__What you need to do__.
State how many lines of the records below contain the word "PathBuf", giving the number and nothing else.

__Raw data__.
_ _ _ _ _ _ _

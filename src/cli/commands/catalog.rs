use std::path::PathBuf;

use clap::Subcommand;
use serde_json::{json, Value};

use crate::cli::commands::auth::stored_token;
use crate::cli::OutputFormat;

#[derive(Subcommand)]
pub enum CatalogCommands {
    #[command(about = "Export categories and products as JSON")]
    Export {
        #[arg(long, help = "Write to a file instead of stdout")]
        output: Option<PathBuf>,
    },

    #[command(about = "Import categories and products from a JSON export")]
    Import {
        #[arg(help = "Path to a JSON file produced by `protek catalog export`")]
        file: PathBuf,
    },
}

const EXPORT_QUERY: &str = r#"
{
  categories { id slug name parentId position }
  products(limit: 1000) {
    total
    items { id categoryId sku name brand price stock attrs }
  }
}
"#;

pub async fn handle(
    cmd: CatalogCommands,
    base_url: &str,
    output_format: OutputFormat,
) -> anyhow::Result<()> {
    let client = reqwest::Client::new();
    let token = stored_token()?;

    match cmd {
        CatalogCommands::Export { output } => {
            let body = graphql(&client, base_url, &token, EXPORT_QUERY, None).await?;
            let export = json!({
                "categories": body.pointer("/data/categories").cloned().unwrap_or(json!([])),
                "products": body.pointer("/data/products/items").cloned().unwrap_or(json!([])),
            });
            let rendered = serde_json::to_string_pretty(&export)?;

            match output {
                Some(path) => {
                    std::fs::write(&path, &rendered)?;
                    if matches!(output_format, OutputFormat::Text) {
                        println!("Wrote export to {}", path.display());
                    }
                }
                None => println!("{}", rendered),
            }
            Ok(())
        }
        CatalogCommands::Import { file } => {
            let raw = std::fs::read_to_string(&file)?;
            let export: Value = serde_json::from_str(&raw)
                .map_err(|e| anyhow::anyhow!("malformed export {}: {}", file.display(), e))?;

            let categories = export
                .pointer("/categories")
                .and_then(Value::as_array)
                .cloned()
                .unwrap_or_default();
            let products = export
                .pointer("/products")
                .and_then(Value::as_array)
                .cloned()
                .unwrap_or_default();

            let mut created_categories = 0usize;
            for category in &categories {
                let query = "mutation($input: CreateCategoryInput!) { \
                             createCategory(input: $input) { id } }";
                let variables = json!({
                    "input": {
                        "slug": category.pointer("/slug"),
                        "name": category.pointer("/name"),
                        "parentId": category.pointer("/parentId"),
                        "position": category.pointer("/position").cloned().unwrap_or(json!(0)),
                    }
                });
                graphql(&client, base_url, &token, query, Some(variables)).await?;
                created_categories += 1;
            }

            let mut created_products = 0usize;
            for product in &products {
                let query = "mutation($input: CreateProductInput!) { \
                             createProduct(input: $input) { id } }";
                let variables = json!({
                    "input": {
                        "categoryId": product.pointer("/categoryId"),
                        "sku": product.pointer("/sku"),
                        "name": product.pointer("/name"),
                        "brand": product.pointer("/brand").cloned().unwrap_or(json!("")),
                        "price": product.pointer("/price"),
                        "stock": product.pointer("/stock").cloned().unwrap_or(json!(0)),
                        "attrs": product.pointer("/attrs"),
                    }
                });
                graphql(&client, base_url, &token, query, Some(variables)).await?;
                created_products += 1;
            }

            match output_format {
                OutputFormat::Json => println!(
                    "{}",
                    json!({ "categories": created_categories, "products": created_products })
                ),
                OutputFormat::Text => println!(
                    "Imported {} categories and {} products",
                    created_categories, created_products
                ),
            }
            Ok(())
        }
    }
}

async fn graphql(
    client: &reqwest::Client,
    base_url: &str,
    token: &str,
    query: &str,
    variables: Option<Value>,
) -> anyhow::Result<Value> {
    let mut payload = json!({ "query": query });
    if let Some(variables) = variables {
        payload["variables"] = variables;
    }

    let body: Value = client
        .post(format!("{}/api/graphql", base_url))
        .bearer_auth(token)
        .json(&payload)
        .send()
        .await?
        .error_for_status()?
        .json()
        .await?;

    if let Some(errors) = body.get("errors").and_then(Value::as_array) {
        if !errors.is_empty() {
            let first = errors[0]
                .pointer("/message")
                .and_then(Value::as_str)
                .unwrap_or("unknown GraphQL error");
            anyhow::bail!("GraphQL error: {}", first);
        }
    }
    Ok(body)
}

_ _ _ _ _ _ _

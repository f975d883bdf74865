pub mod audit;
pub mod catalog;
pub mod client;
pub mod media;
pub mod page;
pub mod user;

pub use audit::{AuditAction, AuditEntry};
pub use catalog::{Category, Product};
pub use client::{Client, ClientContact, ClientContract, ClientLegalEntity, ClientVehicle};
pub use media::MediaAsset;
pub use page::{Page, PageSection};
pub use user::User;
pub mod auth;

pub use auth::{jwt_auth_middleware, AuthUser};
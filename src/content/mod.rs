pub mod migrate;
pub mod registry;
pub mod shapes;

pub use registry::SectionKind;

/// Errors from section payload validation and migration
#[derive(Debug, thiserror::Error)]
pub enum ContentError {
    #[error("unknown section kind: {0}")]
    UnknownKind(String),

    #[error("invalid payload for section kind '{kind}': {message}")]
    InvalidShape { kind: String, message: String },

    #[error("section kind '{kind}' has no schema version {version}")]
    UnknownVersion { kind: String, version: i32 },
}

_ _ _ _ _ _ _

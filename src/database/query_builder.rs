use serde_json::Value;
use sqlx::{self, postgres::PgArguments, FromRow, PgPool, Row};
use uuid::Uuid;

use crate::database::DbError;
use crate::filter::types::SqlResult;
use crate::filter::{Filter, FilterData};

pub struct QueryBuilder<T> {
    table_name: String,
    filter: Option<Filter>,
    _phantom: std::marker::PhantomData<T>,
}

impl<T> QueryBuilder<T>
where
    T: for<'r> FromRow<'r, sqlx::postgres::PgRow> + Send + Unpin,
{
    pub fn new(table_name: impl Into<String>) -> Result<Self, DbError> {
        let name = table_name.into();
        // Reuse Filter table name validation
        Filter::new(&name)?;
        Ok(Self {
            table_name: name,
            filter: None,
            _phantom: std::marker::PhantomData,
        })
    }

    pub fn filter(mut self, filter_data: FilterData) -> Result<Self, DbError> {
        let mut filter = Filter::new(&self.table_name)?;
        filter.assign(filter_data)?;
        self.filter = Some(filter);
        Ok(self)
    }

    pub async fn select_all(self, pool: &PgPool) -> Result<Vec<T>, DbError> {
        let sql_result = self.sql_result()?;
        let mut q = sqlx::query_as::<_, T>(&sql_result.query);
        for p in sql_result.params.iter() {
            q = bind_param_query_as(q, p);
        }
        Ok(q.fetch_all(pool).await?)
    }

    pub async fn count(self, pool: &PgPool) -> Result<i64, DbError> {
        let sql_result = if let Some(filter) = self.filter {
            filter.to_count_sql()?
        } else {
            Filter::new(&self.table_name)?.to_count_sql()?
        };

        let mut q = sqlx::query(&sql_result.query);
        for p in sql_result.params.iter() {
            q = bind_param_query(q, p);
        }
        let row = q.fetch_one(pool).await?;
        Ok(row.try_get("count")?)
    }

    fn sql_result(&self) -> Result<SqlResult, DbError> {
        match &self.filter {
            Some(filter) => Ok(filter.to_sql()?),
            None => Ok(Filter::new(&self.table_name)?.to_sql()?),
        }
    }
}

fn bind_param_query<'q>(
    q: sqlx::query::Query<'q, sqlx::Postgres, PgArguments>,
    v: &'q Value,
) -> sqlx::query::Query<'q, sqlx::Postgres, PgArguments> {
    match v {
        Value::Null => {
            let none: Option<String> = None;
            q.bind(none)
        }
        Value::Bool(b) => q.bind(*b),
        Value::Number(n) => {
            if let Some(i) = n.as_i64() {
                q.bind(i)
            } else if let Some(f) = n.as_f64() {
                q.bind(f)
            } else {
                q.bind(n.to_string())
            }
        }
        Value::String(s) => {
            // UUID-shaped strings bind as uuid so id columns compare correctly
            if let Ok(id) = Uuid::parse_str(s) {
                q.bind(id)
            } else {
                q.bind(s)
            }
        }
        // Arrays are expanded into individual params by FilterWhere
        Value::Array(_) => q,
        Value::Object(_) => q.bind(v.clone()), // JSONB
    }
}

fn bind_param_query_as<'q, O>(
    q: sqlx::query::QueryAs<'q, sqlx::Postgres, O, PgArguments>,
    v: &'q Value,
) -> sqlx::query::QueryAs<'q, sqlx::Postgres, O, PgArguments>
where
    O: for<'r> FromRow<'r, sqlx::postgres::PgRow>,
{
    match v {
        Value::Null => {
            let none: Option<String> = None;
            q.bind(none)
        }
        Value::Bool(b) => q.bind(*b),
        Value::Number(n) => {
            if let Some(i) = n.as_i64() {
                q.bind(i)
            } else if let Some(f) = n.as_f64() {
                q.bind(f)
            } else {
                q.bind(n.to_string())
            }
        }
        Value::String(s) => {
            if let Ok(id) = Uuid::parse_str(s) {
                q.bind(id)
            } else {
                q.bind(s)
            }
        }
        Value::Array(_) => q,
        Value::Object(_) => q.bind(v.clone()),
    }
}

_ _ _ _ _ _ _

__Your response__.
3